WHAT YOU ARE ASKED TO DO.
The answer must be every line below that holds the word "validate".

DATASET RECORDS.
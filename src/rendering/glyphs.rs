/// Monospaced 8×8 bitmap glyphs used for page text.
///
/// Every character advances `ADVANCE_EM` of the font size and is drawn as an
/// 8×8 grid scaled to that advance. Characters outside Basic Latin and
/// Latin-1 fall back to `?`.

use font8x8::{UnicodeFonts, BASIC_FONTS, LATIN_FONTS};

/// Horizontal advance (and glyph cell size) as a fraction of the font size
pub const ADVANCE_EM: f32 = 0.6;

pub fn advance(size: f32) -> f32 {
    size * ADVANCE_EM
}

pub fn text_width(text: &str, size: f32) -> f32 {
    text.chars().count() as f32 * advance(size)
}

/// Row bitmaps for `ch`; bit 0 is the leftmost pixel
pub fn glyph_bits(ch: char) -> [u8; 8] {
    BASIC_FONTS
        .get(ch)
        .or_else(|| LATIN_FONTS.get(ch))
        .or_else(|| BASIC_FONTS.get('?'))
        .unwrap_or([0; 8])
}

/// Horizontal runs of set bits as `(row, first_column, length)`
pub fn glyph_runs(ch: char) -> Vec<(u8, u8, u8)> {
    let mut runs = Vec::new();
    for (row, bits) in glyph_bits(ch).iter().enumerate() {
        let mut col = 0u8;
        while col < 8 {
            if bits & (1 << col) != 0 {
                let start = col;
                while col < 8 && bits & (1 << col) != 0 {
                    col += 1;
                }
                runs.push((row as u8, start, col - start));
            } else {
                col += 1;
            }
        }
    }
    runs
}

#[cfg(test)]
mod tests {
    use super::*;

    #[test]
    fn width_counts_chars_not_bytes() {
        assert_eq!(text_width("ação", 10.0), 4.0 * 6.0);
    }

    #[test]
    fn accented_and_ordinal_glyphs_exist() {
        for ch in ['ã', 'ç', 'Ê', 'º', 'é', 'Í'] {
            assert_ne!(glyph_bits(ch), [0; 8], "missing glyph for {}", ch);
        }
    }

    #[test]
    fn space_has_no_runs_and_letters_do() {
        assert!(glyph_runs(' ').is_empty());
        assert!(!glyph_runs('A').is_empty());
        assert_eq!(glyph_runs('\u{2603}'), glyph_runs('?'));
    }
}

...

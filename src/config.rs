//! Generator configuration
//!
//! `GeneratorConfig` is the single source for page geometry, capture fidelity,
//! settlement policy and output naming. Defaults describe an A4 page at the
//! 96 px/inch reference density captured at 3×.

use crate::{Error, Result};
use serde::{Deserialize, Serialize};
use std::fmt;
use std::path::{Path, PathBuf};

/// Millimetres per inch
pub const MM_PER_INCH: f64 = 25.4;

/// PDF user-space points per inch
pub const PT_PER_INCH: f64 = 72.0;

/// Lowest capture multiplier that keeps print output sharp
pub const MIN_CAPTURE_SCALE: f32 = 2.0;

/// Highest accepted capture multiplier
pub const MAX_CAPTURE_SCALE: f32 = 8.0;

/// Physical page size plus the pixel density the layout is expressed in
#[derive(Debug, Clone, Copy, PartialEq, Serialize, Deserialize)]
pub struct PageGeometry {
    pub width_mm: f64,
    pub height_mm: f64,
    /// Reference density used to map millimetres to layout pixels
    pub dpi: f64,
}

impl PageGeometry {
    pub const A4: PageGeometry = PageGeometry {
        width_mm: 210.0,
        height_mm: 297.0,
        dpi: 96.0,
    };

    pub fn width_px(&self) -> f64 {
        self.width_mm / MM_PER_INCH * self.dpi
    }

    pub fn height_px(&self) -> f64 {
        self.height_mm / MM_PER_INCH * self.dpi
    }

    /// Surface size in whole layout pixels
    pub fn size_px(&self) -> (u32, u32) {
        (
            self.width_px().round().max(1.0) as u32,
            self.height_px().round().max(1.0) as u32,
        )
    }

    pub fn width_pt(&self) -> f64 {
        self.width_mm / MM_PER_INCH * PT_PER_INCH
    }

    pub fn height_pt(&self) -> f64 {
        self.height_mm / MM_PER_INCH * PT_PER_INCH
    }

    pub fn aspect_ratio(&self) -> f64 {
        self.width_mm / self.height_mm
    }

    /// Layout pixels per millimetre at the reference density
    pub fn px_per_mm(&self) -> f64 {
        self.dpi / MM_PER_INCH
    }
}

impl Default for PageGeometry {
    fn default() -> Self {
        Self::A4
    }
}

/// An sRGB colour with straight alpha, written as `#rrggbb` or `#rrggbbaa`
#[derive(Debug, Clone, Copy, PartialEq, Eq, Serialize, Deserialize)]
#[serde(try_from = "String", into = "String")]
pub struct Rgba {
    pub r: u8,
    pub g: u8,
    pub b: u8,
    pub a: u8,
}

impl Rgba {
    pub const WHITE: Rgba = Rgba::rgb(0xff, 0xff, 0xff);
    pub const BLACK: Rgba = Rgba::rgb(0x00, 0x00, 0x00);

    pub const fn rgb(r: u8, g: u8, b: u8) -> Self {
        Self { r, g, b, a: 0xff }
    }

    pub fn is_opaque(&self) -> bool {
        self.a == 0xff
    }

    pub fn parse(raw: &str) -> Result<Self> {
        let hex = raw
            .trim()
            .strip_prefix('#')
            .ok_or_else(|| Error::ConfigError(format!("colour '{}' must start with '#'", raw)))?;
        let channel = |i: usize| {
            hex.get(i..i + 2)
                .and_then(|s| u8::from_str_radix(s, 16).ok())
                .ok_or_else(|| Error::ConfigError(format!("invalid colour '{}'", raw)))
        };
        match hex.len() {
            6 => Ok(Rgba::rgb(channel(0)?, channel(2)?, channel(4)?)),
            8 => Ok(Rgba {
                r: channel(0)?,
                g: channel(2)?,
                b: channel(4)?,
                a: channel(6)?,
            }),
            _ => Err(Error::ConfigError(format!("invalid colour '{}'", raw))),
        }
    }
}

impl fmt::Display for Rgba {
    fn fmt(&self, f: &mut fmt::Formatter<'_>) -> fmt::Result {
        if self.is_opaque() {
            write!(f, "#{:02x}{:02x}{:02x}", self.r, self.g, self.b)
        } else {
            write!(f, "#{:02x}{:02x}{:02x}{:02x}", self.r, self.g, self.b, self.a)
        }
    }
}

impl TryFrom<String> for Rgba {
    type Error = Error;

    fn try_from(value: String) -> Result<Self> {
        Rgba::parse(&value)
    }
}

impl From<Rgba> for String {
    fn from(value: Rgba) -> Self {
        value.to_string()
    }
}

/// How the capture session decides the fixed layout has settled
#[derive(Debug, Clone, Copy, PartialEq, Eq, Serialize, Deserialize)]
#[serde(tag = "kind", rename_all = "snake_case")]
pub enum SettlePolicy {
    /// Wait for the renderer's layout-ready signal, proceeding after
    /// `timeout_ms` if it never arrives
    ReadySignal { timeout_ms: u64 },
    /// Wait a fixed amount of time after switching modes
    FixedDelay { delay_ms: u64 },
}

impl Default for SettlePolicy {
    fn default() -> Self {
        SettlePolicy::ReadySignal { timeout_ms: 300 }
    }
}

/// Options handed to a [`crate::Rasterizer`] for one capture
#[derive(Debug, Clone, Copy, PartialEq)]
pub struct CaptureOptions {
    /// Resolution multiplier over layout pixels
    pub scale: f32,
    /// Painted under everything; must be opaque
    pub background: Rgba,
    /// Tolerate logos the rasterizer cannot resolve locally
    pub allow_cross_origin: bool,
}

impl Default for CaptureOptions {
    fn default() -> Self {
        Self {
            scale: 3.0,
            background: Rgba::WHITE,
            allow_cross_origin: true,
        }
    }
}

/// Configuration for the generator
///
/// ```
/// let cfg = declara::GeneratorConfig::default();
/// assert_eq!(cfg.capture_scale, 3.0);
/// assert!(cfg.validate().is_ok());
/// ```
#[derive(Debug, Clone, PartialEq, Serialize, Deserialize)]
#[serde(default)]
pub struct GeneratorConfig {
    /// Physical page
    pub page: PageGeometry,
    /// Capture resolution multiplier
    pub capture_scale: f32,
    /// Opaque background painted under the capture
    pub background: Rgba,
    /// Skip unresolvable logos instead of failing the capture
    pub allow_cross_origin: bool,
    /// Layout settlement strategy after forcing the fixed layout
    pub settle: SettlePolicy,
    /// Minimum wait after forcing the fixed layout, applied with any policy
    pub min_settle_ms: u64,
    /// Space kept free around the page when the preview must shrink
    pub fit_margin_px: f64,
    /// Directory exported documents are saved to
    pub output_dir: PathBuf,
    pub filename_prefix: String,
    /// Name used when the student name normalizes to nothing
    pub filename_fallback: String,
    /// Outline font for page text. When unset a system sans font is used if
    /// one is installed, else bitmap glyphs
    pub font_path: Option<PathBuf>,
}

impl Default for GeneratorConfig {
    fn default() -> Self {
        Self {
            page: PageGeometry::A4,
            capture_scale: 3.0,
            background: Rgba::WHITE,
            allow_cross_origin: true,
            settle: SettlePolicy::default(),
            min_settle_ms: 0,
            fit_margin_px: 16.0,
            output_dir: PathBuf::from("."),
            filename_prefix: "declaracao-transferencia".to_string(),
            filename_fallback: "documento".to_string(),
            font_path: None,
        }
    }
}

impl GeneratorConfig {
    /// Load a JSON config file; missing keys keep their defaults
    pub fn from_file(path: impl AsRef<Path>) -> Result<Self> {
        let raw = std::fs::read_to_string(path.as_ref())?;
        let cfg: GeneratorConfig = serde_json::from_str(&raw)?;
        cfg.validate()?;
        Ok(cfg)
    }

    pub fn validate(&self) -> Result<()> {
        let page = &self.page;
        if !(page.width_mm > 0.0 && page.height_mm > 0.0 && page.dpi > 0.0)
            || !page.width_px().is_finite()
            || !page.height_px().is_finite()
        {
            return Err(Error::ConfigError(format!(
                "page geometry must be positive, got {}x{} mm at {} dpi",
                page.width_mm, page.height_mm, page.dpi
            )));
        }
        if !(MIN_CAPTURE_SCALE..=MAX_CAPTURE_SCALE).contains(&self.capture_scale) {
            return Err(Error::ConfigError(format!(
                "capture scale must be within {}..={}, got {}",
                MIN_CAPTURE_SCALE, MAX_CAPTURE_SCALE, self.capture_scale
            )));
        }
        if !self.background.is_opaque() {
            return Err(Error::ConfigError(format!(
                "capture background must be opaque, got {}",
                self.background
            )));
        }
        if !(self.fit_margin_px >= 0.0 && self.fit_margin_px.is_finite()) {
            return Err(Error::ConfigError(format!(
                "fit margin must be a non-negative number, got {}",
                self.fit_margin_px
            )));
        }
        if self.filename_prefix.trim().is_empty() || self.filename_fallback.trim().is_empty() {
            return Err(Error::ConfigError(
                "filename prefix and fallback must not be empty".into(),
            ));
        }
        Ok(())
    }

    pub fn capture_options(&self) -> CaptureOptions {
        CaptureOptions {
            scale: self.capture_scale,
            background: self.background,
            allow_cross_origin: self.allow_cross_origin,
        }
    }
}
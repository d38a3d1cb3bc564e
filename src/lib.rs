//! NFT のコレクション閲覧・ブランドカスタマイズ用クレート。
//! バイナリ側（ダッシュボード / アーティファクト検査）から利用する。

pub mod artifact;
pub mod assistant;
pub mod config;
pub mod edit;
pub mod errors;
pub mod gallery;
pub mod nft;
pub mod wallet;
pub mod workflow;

TASK ANSWER.
/// assert!(cfg.validate().is_ok());
        cfg.validate()?;
    pub fn validate(&self) -> Result<()> {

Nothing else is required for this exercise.